Heute ist der 6.05.2026 und in der Region Waadt, genauer gesagt in Corcelles-près-Payerne, gibt es Grund zur Vorsicht. Eine mobile Radarfalle sorgt dafür, dass die Autofahrer auf der Hut sein sollten. Laut Berichten wurde in den frühen Morgenstunden um 00:43 Uhr eine solche Kontrolle im Bereich mit der Postleitzahl 1562 gemeldet. Wer hier unterwegs ist, sollte sich der Geschwindigkeitsbeschränkung von 90 km/h bewusst sein, um nicht in die fiese Falle zu tappen.
Es ist wichtig zu wissen, dass die Liste der Radarkontrollen nicht immer vollständig ist und sich die Standorte im Laufe des Tages ändern können. Daher ist es ratsam, die Augen offen zu halten und die Tempolimits zu beachten. Geschwindigkeitsüberschreitungen zählen zu den häufigsten Unfallursachen im Straßenverkehr. Wer zu schnell fährt, bringt sich und andere in Gefahr, und die Konsequenzen können erheblich sein. Manchmal muss man einfach ein bisschen langsamer machen, um sicher ans Ziel zu kommen.

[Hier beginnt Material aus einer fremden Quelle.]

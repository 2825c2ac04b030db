//! Slot storage.
//!
//! All slot storage is carved out of one arena allocated at pool creation.
//! Slots refer to their storage by [`Region`] instead of by address, so the
//! bytes behind a slot can be moved without touching the slot API.

/// A fixed window into the arena.
#[derive(Clone, Copy, Debug, Eq, PartialEq)]
pub struct Region {
    offset: usize,
    len: usize,
}

impl Region {
    /// Length of the region in bytes.
    pub fn len(&self) -> usize {
        self.len
    }
}

/// Pre-allocated backing memory for every slot of a pool.
#[derive(Debug)]
pub struct Arena {
    data: Vec<u8>,
}

impl Arena {
    /// Allocate an arena holding one region per entry in `sizes`.
    ///
    /// Regions are laid out back to back in the order given.
    pub fn with_regions(sizes: &[usize]) -> (Self, Vec<Region>) {
        let mut regions = Vec::with_capacity(sizes.len());
        let mut offset = 0;
        for &len in sizes {
            regions.push(Region { offset, len });
            offset += len;
        }

        (
            Self {
                data: vec![0u8; offset],
            },
            regions,
        )
    }

    /// Total size of the arena.
    pub fn capacity(&self) -> usize {
        self.data.len()
    }

    /// Get a region as a slice.
    pub fn get(&self, region: Region) -> &[u8] {
        &self.data[region.offset..region.offset + region.len]
    }

    /// Get a region as a mutable slice.
    pub fn get_mut(&mut self, region: Region) -> &mut [u8] {
        &mut self.data[region.offset..region.offset + region.len]
    }

    /// Zero a single region.
    pub fn clear(&mut self, region: Region) {
        self.get_mut(region).fill(0);
    }

    /// Zero the whole arena.
    pub fn reset(&mut self) {
        self.data.fill(0);
    }
}

#[cfg(test)]
mod tests {
    use super::*;

    #[test]
    fn test_regions_are_disjoint() {
        let (mut arena, regions) = Arena::with_regions(&[4, 4, 2]);
        assert_eq!(arena.capacity(), 10);
        assert_eq!(regions.len(), 3);
        assert_eq!(regions[2].len(), 2);

        arena.get_mut(regions[0]).copy_from_slice(b"abcd");
        arena.get_mut(regions[1]).copy_from_slice(b"efgh");
        arena.get_mut(regions[2]).copy_from_slice(b"ij");

        assert_eq!(arena.get(regions[0]), b"abcd");
        assert_eq!(arena.get(regions[1]), b"efgh");
        assert_eq!(arena.get(regions[2]), b"ij");
    }

    #[test]
    fn test_clear_region() {
        let (mut arena, regions) = Arena::with_regions(&[2, 2]);
        arena.get_mut(regions[0]).copy_from_slice(b"xy");
        arena.get_mut(regions[1]).copy_from_slice(b"zw");

        arena.clear(regions[0]);
        assert_eq!(arena.get(regions[0]), &[0, 0]);
        assert_eq!(arena.get(regions[1]), b"zw");

        arena.reset();
        assert_eq!(arena.get(regions[1]), &[0, 0]);
    }
}
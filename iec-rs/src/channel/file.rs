//! File access channels.

use std::fmt;
use std::io::{self, Read, Seek, SeekFrom, Write};

use tracing::trace;

use super::{Backing, CleanupStage, Refill};
use crate::error::Result;
use crate::shared::SharedState;
use crate::slot::SlotBuf;

/// A file handle from the filesystem driver.
///
/// Anything that reads, writes and seeks qualifies, including
/// `std::fs::File` and `io::Cursor<Vec<u8>>`.
pub trait FileHandle: Read + Write + Seek {}

impl<T: Read + Write + Seek> FileHandle for T {}

/// Direction a file channel was opened in.
#[derive(Clone, Copy, Debug, Eq, PartialEq)]
pub enum FileMode {
    /// Sequential reads from the start.
    Read,
    /// Sequential writes from the start.
    Write,
    /// Sequential writes after the existing contents.
    Append,
}

/// File access state. Owns its handle for the lifetime of the allocation.
///
/// A read error after part of a chunk arrived is held back: the partial chunk
/// is delivered and the error is returned by the next refill.
pub struct FileChannel {
    handle: Box<dyn FileHandle>,
    mode: FileMode,
    position: u64,
    size: u64,
    pending_err: Option<io::Error>,
}

impl FileChannel {
    /// Open a channel reading `handle` from the start.
    pub fn reader(handle: impl FileHandle + 'static) -> io::Result<Self> {
        let mut handle: Box<dyn FileHandle> = Box::new(handle);
        let size = handle.seek(SeekFrom::End(0))?;
        handle.seek(SeekFrom::Start(0))?;

        Ok(Self {
            handle,
            mode: FileMode::Read,
            position: 0,
            size,
            pending_err: None,
        })
    }

    /// Open a channel writing `handle` from the start.
    pub fn writer(handle: impl FileHandle + 'static) -> Self {
        Self {
            handle: Box::new(handle),
            mode: FileMode::Write,
            position: 0,
            size: 0,
            pending_err: None,
        }
    }

    /// Open a channel writing after the end of `handle`.
    pub fn appender(handle: impl FileHandle + 'static) -> io::Result<Self> {
        let mut handle: Box<dyn FileHandle> = Box::new(handle);
        let size = handle.seek(SeekFrom::End(0))?;

        Ok(Self {
            handle,
            mode: FileMode::Append,
            position: size,
            size,
            pending_err: None,
        })
    }

    /// Direction of the channel.
    pub fn mode(&self) -> FileMode {
        self.mode
    }

    /// Position of the handle. Bytes still buffered in the slot are not counted.
    pub fn position(&self) -> u64 {
        self.position
    }

    /// Known size of the file.
    pub fn size(&self) -> u64 {
        self.size
    }

    /// Move the handle to an absolute position.
    pub fn seek(&mut self, position: u64) -> io::Result<()> {
        self.pending_err = None;
        self.position = self.handle.seek(SeekFrom::Start(position))?;
        Ok(())
    }
}

impl Backing for FileChannel {
    fn refill(&mut self, buf: &mut SlotBuf<'_>, _shared: &mut SharedState) -> Result<Refill> {
        if self.mode != FileMode::Read {
            return Ok(Refill::EndOfData);
        }

        if let Some(err) = self.pending_err.take() {
            return Err(err.into());
        }

        let space = buf.space_mut();
        let mut len = 0;
        while len < space.len() {
            match self.handle.read(&mut space[len..]) {
                Ok(0) => break,
                Ok(n) => len += n,
                Err(e) if e.kind() == io::ErrorKind::Interrupted => continue,
                Err(e) if len == 0 => return Err(e.into()),
                Err(e) => {
                    trace!(bytes = len, error = %e, "short read before error");
                    self.pending_err = Some(e);
                    break;
                }
            }
        }

        self.position += len as u64;
        if len == 0 {
            return Ok(Refill::EndOfData);
        }

        let capacity = buf.capacity();
        let last = len < capacity || self.position >= self.size;
        buf.set_end_marker(self.pending_err.is_none() && last);
        Ok(Refill::Ready(len))
    }

    fn cleanup(
        &mut self,
        buf: &mut SlotBuf<'_>,
        _shared: &mut SharedState,
        stage: CleanupStage,
    ) -> Result<()> {
        if self.mode == FileMode::Read {
            return Ok(());
        }

        let pending = buf.pending();
        if !pending.is_empty() {
            self.handle.write_all(pending)?;
            self.position += pending.len() as u64;
            self.size = self.size.max(self.position);
            trace!(bytes = pending.len(), position = self.position, "wrote file chunk");
        }

        if stage == CleanupStage::Final {
            self.handle.flush()?;
        }
        Ok(())
    }
}

impl fmt::Debug for FileChannel {
    fn fmt(&self, f: &mut fmt::Formatter<'_>) -> fmt::Result {
        f.debug_struct("FileChannel")
            .field("mode", &self.mode)
            .field("position", &self.position)
            .field("size", &self.size)
            .field("pending_err", &self.pending_err)
            .finish()
    }
}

Die Technik hinter den Radarfallen
Wie funktioniert das Ganze eigentlich? Radarfallen sind echte Technikwunder. Sie nutzen den Doppler-Effekt, um die Geschwindigkeit von Fahrzeugen zu messen. Das bedeutet, dass Radarwellen ausgesendet und von einem vorbeifahrenden Auto reflektiert werden. Wenn sich das Fahrzeug bewegt, ändert sich der Abstand zwischen Sender und Empfänger, und voilà, schon hat man die Geschwindigkeit ermittelt. Bei einer Geschwindigkeitsüberschreitung wird nicht nur ein Foto des Fahrzeugs geschossen, sondern in vielen Fällen auch ein Video aufgezeichnet. Das ist schon ein bisschen beängstigend, oder?
In der Schweiz gibt es keine fest installierten Radarmessgeräte wie in Deutschland – dort sind es etwa 4.400. Stattdessen setzen wir hier auf mobile Lösungen, die sich ständig ändern können. Das sorgt für ein gewisses Maß an Spannung auf den Straßen. Übrigens, ab 101 km/h erhöht sich der Sicherheitsabzug, und das kann ganz schön ins Geld gehen! Bei Lasergeräten wird bis zu 100 km/h ein Abzug von 3 km/h gewährt, bei Radarmessungen sind es sogar 5 km/h. Es ist also klug, nicht nur auf das Gaspedal zu treten, sondern auch auf die eigene Geschwindigkeit zu achten.
Verkehrssicherheit im Fokus
Der Hauptgrund, warum es Radarkontrollen gibt, ist die Sicherheit im Straßenverkehr. Es geht nicht nur darum, Geld einzutreiben; vielmehr sollen diese Maßnahmen dazu beitragen, die Verkehrssicherheit zu erhöhen und das Bewusstsein für die eigenen Fahrgewohnheiten zu schärfen. In Österreich beispielsweise gilt die Halterhaftung, was bedeutet, dass der Fahrer anonym bleibt. In Deutschland hingegen ist es so, dass der Fahrer haftet, weshalb dort immer mehr Frontradargeräte zum Einsatz kommen. Eine ganz andere Herangehensweise, die sich auf die jeweiligen Verkehrsgewohnheiten auswirkt.
Die Anschaffungskosten für solche Radarfallen können sich schnell im sechsstelligen Bereich bewegen, aber die Einnahmen fließen in die Infrastruktur und die Verkehrsüberwachung. Das Ziel ist klar: Ein sicherer Straßenverkehr für alle. Wenn wir alle ein bisschen mehr auf die Geschwindigkeitslimits achten und uns der Gefahren bewusst sind, wird der Straßenverkehr für alle etwas entspannter. Also, wenn ihr das nächste Mal durch Corcelles-près-Payerne fahrt, denkt daran: Langsam fahren ist die Devise, um die mobile Radarfalle zu umgehen!